== ASSIGNMENT ==
Within the listing below, filter for "position" and copy every matching line.

== DATA FOR PROCESSING ==

//! `add`, `update` and `delete` commands.

use std::io::Write;

use camino::Utf8PathBuf;
use chrono::{DateTime, Utc};
use clap::Parser;
use log::info;
use ortho_config::{OrthoConfig, SubcmdConfigMerge};
use serde::{Deserialize, Serialize};
use waterpoint_core::validation::{WaterPointDraft, parse_price, require_text};
use waterpoint_core::{
    Clock, LocationProvider, Storage, WaterPointId, WaterPointPatch, WaterPointStatus,
    WaterPointStore, locate_or_none,
};

use crate::{
    ARG_DATA_DIR, ARG_DISTRICT, ARG_NAME, ARG_PRICE, CliError, ENV_ADD_DISTRICT, ENV_ADD_NAME,
    ENV_ADD_PRICE, ENV_DELETE_ID, ENV_UPDATE_ID, location_provider, now, open_store, require_id,
    resolve_data_dir, resolve_location,
};

/// CLI arguments for the `add` subcommand.
#[derive(Debug, Clone, Parser, Deserialize, Serialize, OrthoConfig, Default)]
#[command(
    name = "add",
    long_about = "Register a new water point. The position comes from \
                 --latitude and --longitude; a water point cannot be \
                 added without one.",
    about = "Register a new water point"
)]
#[ortho_config(prefix = "WATERPOINT")]
pub(crate) struct AddArgs {
    /// Directory holding the water point collection.
    #[arg(long = ARG_DATA_DIR, value_name = "dir")]
    #[serde(default)]
    pub(crate) data_dir: Option<Utf8PathBuf>,
    /// Display name.
    #[arg(long = ARG_NAME, value_name = "text")]
    #[serde(default)]
    pub(crate) name: Option<String>,
    /// Neighbourhood the water point is in.
    #[arg(long = ARG_DISTRICT, value_name = "text")]
    #[serde(default)]
    pub(crate) district: Option<String>,
    /// Price of a 20 L container, in FCFA.
    #[arg(long = ARG_PRICE, value_name = "amount")]
    #[serde(default)]
    pub(crate) price: Option<String>,
    /// Initial status: functional, broken, crowded or unknown.
    #[arg(long, value_name = "status")]
    #[serde(default)]
    pub(crate) status: Option<WaterPointStatus>,
    /// Latitude in decimal degrees.
    #[arg(long, value_name = "degrees", allow_negative_numbers = true)]
    #[serde(default)]
    pub(crate) latitude: Option<f64>,
    /// Longitude in decimal degrees.
    #[arg(long, value_name = "degrees", allow_negative_numbers = true)]
    #[serde(default)]
    pub(crate) longitude: Option<f64>,
}

impl AddArgs {
    pub(crate) fn into_config(self) -> Result<AddConfig, CliError> {
        let merged = self.load_and_merge().map_err(CliError::Configuration)?;
        AddConfig::try_from(merged)
    }
}

/// Resolved `add` command configuration.
///
/// The draft is left unchecked here; [`execute_add`] validates it once the
/// location provider has been consulted.
#[derive(Debug, Clone, PartialEq)]
pub(crate) struct AddConfig {
    pub(crate) data_dir: Utf8PathBuf,
    pub(crate) draft: WaterPointDraft,
}

impl TryFrom<AddArgs> for AddConfig {
    type Error = CliError;

    fn try_from(args: AddArgs) -> Result<Self, Self::Error> {
        let name = args.name.ok_or(CliError::MissingArgument {
            field: ARG_NAME,
            env: ENV_ADD_NAME,
        })?;
        let district = args.district.ok_or(CliError::MissingArgument {
            field: ARG_DISTRICT,
            env: ENV_ADD_DISTRICT,
        })?;
        let price = args.price.ok_or(CliError::MissingArgument {
            field: ARG_PRICE,
            env: ENV_ADD_PRICE,
        })?;
        Ok(Self {
            data_dir: resolve_data_dir(args.data_dir)?,
            draft: WaterPointDraft {
                name,
                district,
                price,
                status: args.status.unwrap_or_default(),
                location: resolve_location(args.latitude, args.longitude)?,
            },
        })
    }
}

pub(crate) fn run_add(args: AddArgs, out: &mut dyn Write) -> Result<(), CliError> {
    let config = args.into_config()?;
    let store = open_store(&config.data_dir);
    let provider = location_provider(config.draft.location);
    execute_add(config.draft, &store, provider.as_deref(), now(), out)?;
    Ok(())
}

/// Validate `draft`, taking its position from `provider`, and append it.
pub(crate) fn execute_add<S: Storage, C: Clock>(
    mut draft: WaterPointDraft,
    store: &WaterPointStore<S, C>,
    provider: Option<&dyn LocationProvider>,
    now: DateTime<Utc>,
    out: &mut dyn Write,
) -> Result<WaterPointId, CliError> {
    draft.location = provider.and_then(locate_or_none);
    let point = draft.validate(now)?;
    let id = point.id.clone();
    store.add(point)?;
    info!("added water point {id}");
    writeln!(out, "{id}")?;
    Ok(id)
}

/// CLI arguments for the `update` subcommand.
#[derive(Debug, Clone, Parser, Deserialize, Serialize, OrthoConfig, Default)]
#[command(
    name = "update",
    long_about = "Overwrite selected fields of a water point. Fields that \
                 are not given keep their stored values.",
    about = "Edit a water point"
)]
#[ortho_config(prefix = "WATERPOINT")]
pub(crate) struct UpdateArgs {
    /// Identifier of the water point.
    #[arg(value_name = "id")]
    #[serde(default)]
    pub(crate) id: Option<String>,
    /// Directory holding the water point collection.
    #[arg(long = ARG_DATA_DIR, value_name = "dir")]
    #[serde(default)]
    pub(crate) data_dir: Option<Utf8PathBuf>,
    /// New display name.
    #[arg(long = ARG_NAME, value_name = "text")]
    #[serde(default)]
    pub(crate) name: Option<String>,
    /// New district.
    #[arg(long = ARG_DISTRICT, value_name = "text")]
    #[serde(default)]
    pub(crate) district: Option<String>,
    /// New price of a 20 L container, in FCFA.
    #[arg(long = ARG_PRICE, value_name = "amount")]
    #[serde(default)]
    pub(crate) price: Option<String>,
    /// New status: functional, broken, crowded or unknown.
    #[arg(long, value_name = "status")]
    #[serde(default)]
    pub(crate) status: Option<WaterPointStatus>,
    /// New latitude in decimal degrees.
    #[arg(long, value_name = "degrees", allow_negative_numbers = true)]
    #[serde(default)]
    pub(crate) latitude: Option<f64>,
    /// New longitude in decimal degrees.
    #[arg(long, value_name = "degrees", allow_negative_numbers = true)]
    #[serde(default)]
    pub(crate) longitude: Option<f64>,
}

impl UpdateArgs {
    pub(crate) fn into_config(self) -> Result<UpdateConfig, CliError> {
        let merged = self.load_and_merge().map_err(CliError::Configuration)?;
        UpdateConfig::try_from(merged)
    }
}

/// Resolved `update` command configuration.
#[derive(Debug, Clone, PartialEq)]
pub(crate) struct UpdateConfig {
    pub(crate) data_dir: Utf8PathBuf,
    pub(crate) id: WaterPointId,
    pub(crate) patch: WaterPointPatch,
}

impl TryFrom<UpdateArgs> for UpdateConfig {
    type Error = CliError;

    fn try_from(args: UpdateArgs) -> Result<Self, Self::Error> {
        let id = require_id(args.id, ENV_UPDATE_ID)?;
        let patch = WaterPointPatch {
            name: args
                .name
                .map(|name| require_text(ARG_NAME, &name))
                .transpose()?,
            district: args
                .district
                .map(|district| require_text(ARG_DISTRICT, &district))
                .transpose()?,
            price: args.price.map(|price| parse_price(&price)).transpose()?,
            status: args.status,
            location: resolve_location(args.latitude, args.longitude)?,
            ..WaterPointPatch::default()
        };
        if patch.is_empty() {
            return Err(CliError::EmptyUpdate);
        }
        Ok(Self {
            data_dir: resolve_data_dir(args.data_dir)?,
            id,
            patch,
        })
    }
}

pub(crate) fn run_update(args: UpdateArgs, out: &mut dyn Write) -> Result<(), CliError> {
    let config = args.into_config()?;
    execute_update(config.id, config.patch, &open_store(&config.data_dir), out)
}

pub(crate) fn execute_update<S: Storage, C: Clock>(
    id: WaterPointId,
    patch: WaterPointPatch,
    store: &WaterPointStore<S, C>,
    out: &mut dyn Write,
) -> Result<(), CliError> {
    store.update_by_id(&id, patch)?;
    writeln!(out, "Updated {id}")?;
    Ok(())
}

/// CLI arguments for the `delete` subcommand.
#[derive(Debug, Clone, Parser, Deserialize, Serialize, OrthoConfig, Default)]
#[command(name = "delete", about = "Remove a water point permanently")]
#[ortho_config(prefix = "WATERPOINT")]
pub(crate) struct DeleteArgs {
    /// Identifier of the water point.
    #[arg(value_name = "id")]
    #[serde(default)]
    pub(crate) id: Option<String>,
    /// Directory holding the water point collection.
    #[arg(long = ARG_DATA_DIR, value_name = "dir")]
    #[serde(default)]
    pub(crate) data_dir: Option<Utf8PathBuf>,
}

impl DeleteArgs {
    pub(crate) fn into_config(self) -> Result<DeleteConfig, CliError> {
        let merged = self.load_and_merge().map_err(CliError::Configuration)?;
        DeleteConfig::try_from(merged)
    }
}

/// Resolved `delete` command configuration.
#[derive(Debug, Clone, PartialEq, Eq)]
pub(crate) struct DeleteConfig {
    pub(crate) data_dir: Utf8PathBuf,
    pub(crate) id: WaterPointId,
}

impl TryFrom<DeleteArgs> for DeleteConfig {
    type Error = CliError;

    fn try_from(args: DeleteArgs) -> Result<Self, Self::Error> {
        Ok(Self {
            id: require_id(args.id, ENV_DELETE_ID)?,
            data_dir: resolve_data_dir(args.data_dir)?,
        })
    }
}

pub(crate) fn run_delete(args: DeleteArgs, out: &mut dyn Write) -> Result<(), CliError> {
    let config = args.into_config()?;
    execute_delete(&config.id, &open_store(&config.data_dir), out)
}

/// Delete `id`; a missing record is not an error.
pub(crate) fn execute_delete<S: Storage, C: Clock>(
    id: &WaterPointId,
    store: &WaterPointStore<S, C>,
    out: &mut dyn Write,
) -> Result<(), CliError> {
    store.delete_by_id(id)?;
    writeln!(out, "Deleted {id}")?;
    Ok(())
}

== THE COMPLETED TASK ==
    long_about = "Register a new water point. The position comes from \
/// Validate `draft`, taking its position from `provider`, and append it.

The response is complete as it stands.